1.1. Name of the Data, data collection Project, or data-producing Program:
Pacific Reef Assessment and Monitoring Program: Calcification Rates of Crustose Coralline Algae Derived from Calcification Accretion Units (CAUs) Deployed across American Samoa and the Pacific Remote Island Areas in 2010
1.2. Summary description of the data:

Calcification accretion units, or CAUs, are used to assess the current effects of changes in seawater carbonate chemistry on calcification and accretion rates of calcareous and fleshy algae in the Hawaiian and Mariana Archipelagos, American Samoa, and the Pacific Remote Island Areas as part of the Pacific Reef Assessment and Monitoring Program (RAMP).

Laboratory experiments reveal calcification rates of crustose coralline algae (CCA) are strongly correlated to seawater aragonite saturation state. Predictions of reduced coral calcification rates, due to ocean acidification, suggest that coral reef communities will undergo ecological phase shifts as calcifying organisms are negatively impacted by changing seawater chemistry.
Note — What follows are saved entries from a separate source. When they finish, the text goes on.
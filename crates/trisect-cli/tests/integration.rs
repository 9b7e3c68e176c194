//! Integration tests for trisect-cli.
//!
//! Tests cover the CLI binary invocation and end-to-end file processing
//! workflows.

use std::process::Command;
use tempfile::TempDir;
use trisect_io::{WavSpec, read_wav, write_wav};

/// Helper to get the path to the `trisect` binary built by cargo.
fn trisect_bin() -> Command {
    Command::new(env!("CARGO_BIN_EXE_trisect"))
}

fn sine(freq: f32, amplitude: f32, len: usize) -> Vec<f32> {
    (0..len)
        .map(|i| amplitude * (2.0 * std::f32::consts::PI * freq * i as f32 / 48000.0).sin())
        .collect()
}

fn write_mono(dir: &TempDir, name: &str, samples: Vec<f32>) -> std::path::PathBuf {
    let path = dir.path().join(name);
    let spec = WavSpec {
        channels: 1,
        sample_rate: 48000,
        bits_per_sample: 32,
    };
    write_wav(&path, &[samples], spec).unwrap();
    path
}

// ---------------------------------------------------------------------------
// `trisect params`
// ---------------------------------------------------------------------------

#[test]
fn cli_params_lists_all_ids() {
    let output = trisect_bin()
        .arg("params")
        .output()
        .expect("failed to run trisect params");
    assert!(output.status.success());

    let stdout = String::from_utf8_lossy(&output.stdout);
    for id in [
        "globalBypass",
        "sidechainMode",
        "xLowHz",
        "xHighHz",
        "thLo",
        "raMi",
        "atHi",
        "reLo",
        "mkHi",
    ] {
        assert!(stdout.contains(id), "params listing should contain '{id}'");
    }
}

#[test]
fn cli_params_json_is_parseable() {
    let output = trisect_bin()
        .args(["params", "--json"])
        .output()
        .expect("failed to run trisect params --json");
    assert!(output.status.success());

    let rows: serde_json::Value = serde_json::from_slice(&output.stdout).unwrap();
    let rows = rows.as_array().unwrap();
    assert_eq!(rows.len(), 19);
    assert_eq!(rows[2]["id"], "xLowHz");
    assert_eq!(rows[2]["min"], 60.0);
    assert_eq!(rows[2]["skew"], 2.0);
}

// ---------------------------------------------------------------------------
// `trisect presets`
// ---------------------------------------------------------------------------

#[test]
fn cli_presets_list_and_show() {
    let output = trisect_bin().args(["presets", "list"]).output().unwrap();
    assert!(output.status.success());
    let stdout = String::from_utf8_lossy(&output.stdout);
    for name in ["init", "gentle_glue", "kick_duck_bass", "de_ess", "drum_bus"] {
        assert!(stdout.contains(name), "missing preset '{name}'");
    }

    let output = trisect_bin()
        .args(["presets", "show", "de_ess"])
        .output()
        .unwrap();
    assert!(output.status.success());
    assert!(String::from_utf8_lossy(&output.stdout).contains("De-Ess"));
}

#[test]
fn cli_presets_export_roundtrip() {
    let dir = TempDir::new().unwrap();
    let path = dir.path().join("bus.toml");

    let output = trisect_bin()
        .args(["presets", "export", "drum_bus"])
        .arg(&path)
        .arg("--full")
        .output()
        .unwrap();
    assert!(output.status.success());

    let preset = trisect_config::Preset::load(&path).unwrap();
    assert_eq!(preset.name, "Drum Bus");
    assert_eq!(preset.params.len(), 19);
}

#[test]
fn cli_unknown_preset_fails() {
    let output = trisect_bin()
        .args(["presets", "show", "no_such_preset"])
        .output()
        .unwrap();
    assert!(!output.status.success());
}

// ---------------------------------------------------------------------------
// `trisect process`
// ---------------------------------------------------------------------------

#[test]
fn cli_process_with_sidechain_ducks_bass() {
    let dir = TempDir::new().unwrap();
    let input = write_mono(&dir, "bass.wav", sine(70.0, 0.3, 48000));
    let key = write_mono(&dir, "kick.wav", sine(55.0, 1.0, 24000));
    let out = dir.path().join("out.wav");

    let output = trisect_bin()
        .arg("process")
        .arg(&input)
        .arg(&out)
        .arg("--sidechain")
        .arg(&key)
        .output()
        .unwrap();
    assert!(
        output.status.success(),
        "stderr: {}",
        String::from_utf8_lossy(&output.stderr)
    );
    let stdout = String::from_utf8_lossy(&output.stdout);
    assert!(stdout.contains("gain reduction"));

    let (processed, spec) = read_wav(&out).unwrap();
    assert_eq!(spec.sample_rate, 48000);
    assert_eq!(processed[0].len(), 48000);

    // Ducked while the key plays, released once it stops
    let peak = |s: &[f32]| s.iter().fold(0.0f32, |m, x| m.max(x.abs()));
    assert!(peak(&processed[0][12000..24000]) < 0.2);
    assert!(peak(&processed[0][40000..48000]) > 0.25);
}

#[test]
fn cli_process_bypass_is_identity() {
    let dir = TempDir::new().unwrap();
    let original = sine(300.0, 0.9, 4096);
    let input = write_mono(&dir, "in.wav", original.clone());
    let out = dir.path().join("out.wav");

    let output = trisect_bin()
        .arg("process")
        .arg(&input)
        .arg(&out)
        .arg("--bypass")
        .output()
        .unwrap();
    assert!(output.status.success());

    let (processed, _) = read_wav(&out).unwrap();
    assert_eq!(processed[0], original);
}

#[test]
fn cli_process_rejects_bad_param() {
    let dir = TempDir::new().unwrap();
    let input = write_mono(&dir, "in.wav", vec![0.0; 128]);
    let out = dir.path().join("out.wav");

    let output = trisect_bin()
        .arg("process")
        .arg(&input)
        .arg(&out)
        .args(["--param", "thLo=12"])
        .output()
        .unwrap();
    assert!(!output.status.success());
    assert!(String::from_utf8_lossy(&output.stderr).contains("out of range"));
}

#[test]
fn cli_process_rejects_sample_rate_mismatch() {
    let dir = TempDir::new().unwrap();
    let input = write_mono(&dir, "in.wav", vec![0.0; 128]);
    let key = dir.path().join("key.wav");
    let spec = WavSpec {
        channels: 1,
        sample_rate: 44100,
        bits_per_sample: 16,
    };
    write_wav(&key, &[vec![0.0; 128]], spec).unwrap();

    let output = trisect_bin()
        .arg("process")
        .arg(&input)
        .arg(dir.path().join("out.wav"))
        .arg("--sidechain")
        .arg(&key)
        .output()
        .unwrap();
    assert!(!output.status.success());
    assert!(String::from_utf8_lossy(&output.stderr).contains("Sample rate mismatch"));
}

// ---------------------------------------------------------------------------
// `trisect generate` / `trisect info`
// ---------------------------------------------------------------------------

#[test]
fn cli_generate_then_info() {
    let dir = TempDir::new().unwrap();
    let path = dir.path().join("tone.wav");

    let output = trisect_bin()
        .args(["generate", "sine"])
        .arg(&path)
        .args(["--duration", "0.5", "--channels", "2"])
        .output()
        .unwrap();
    assert!(output.status.success());

    let output = trisect_bin().arg("info").arg(&path).output().unwrap();
    assert!(output.status.success());
    let stdout = String::from_utf8_lossy(&output.stdout);
    assert!(stdout.contains("Channels:    2"));
    assert!(stdout.contains("24000 frames"));
}

#[test]
fn cli_generate_pulse() {
    let dir = TempDir::new().unwrap();
    let path = dir.path().join("kick.wav");

    let output = trisect_bin()
        .args(["generate", "pulse"])
        .arg(&path)
        .args(["--bpm", "60", "--duration", "2"])
        .output()
        .unwrap();
    assert!(output.status.success());

    let (samples, _) = read_wav(&path).unwrap();
    assert_eq!(samples[0].len(), 96000);
}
Deployed on the seafloor for a period of time, CAUs allow for recruitment and colonization of CCA and hard corals. By measuring the change in weight of the CAUs, the reef carbonate accretion rate can be calculated for that time period. Monitoring net accretion over successive deployments allows for the detection of changes in calcification rates over time.

The calcification rate data described here are from CAUs that have been deployed and retrieved at existing, long-term monitoring sites during NOAA Pacific Islands Fisheries Science Center (PIFSC), Coral Reef Ecosystem Program (CREP) led RAMP missions around American Samoa and the Pacific Remote Island Areas in 2010 and 2012, in accordance with protocols developed by Price et al. 2012. There are typically (but not always) five CAU sites established at each location CREP visits with five units deployed at each site.

CAUs are composed of two 10 x 10 cm flat, square, gray PVC plates, stacked 1 cm apart, and are attached to the benthos using stainless steel threaded rods. Calcareous organisms, primarily crustose coralline algae and encrusting corals, recruit to these plates and accrete/calcify carbonate skeletons over 2-3 year deployments. Due to the simple, low-cost design and analysis, statistically robust numbers of calcification plates can easily be deployed, recovered, and processed to provide estimates of net calcification.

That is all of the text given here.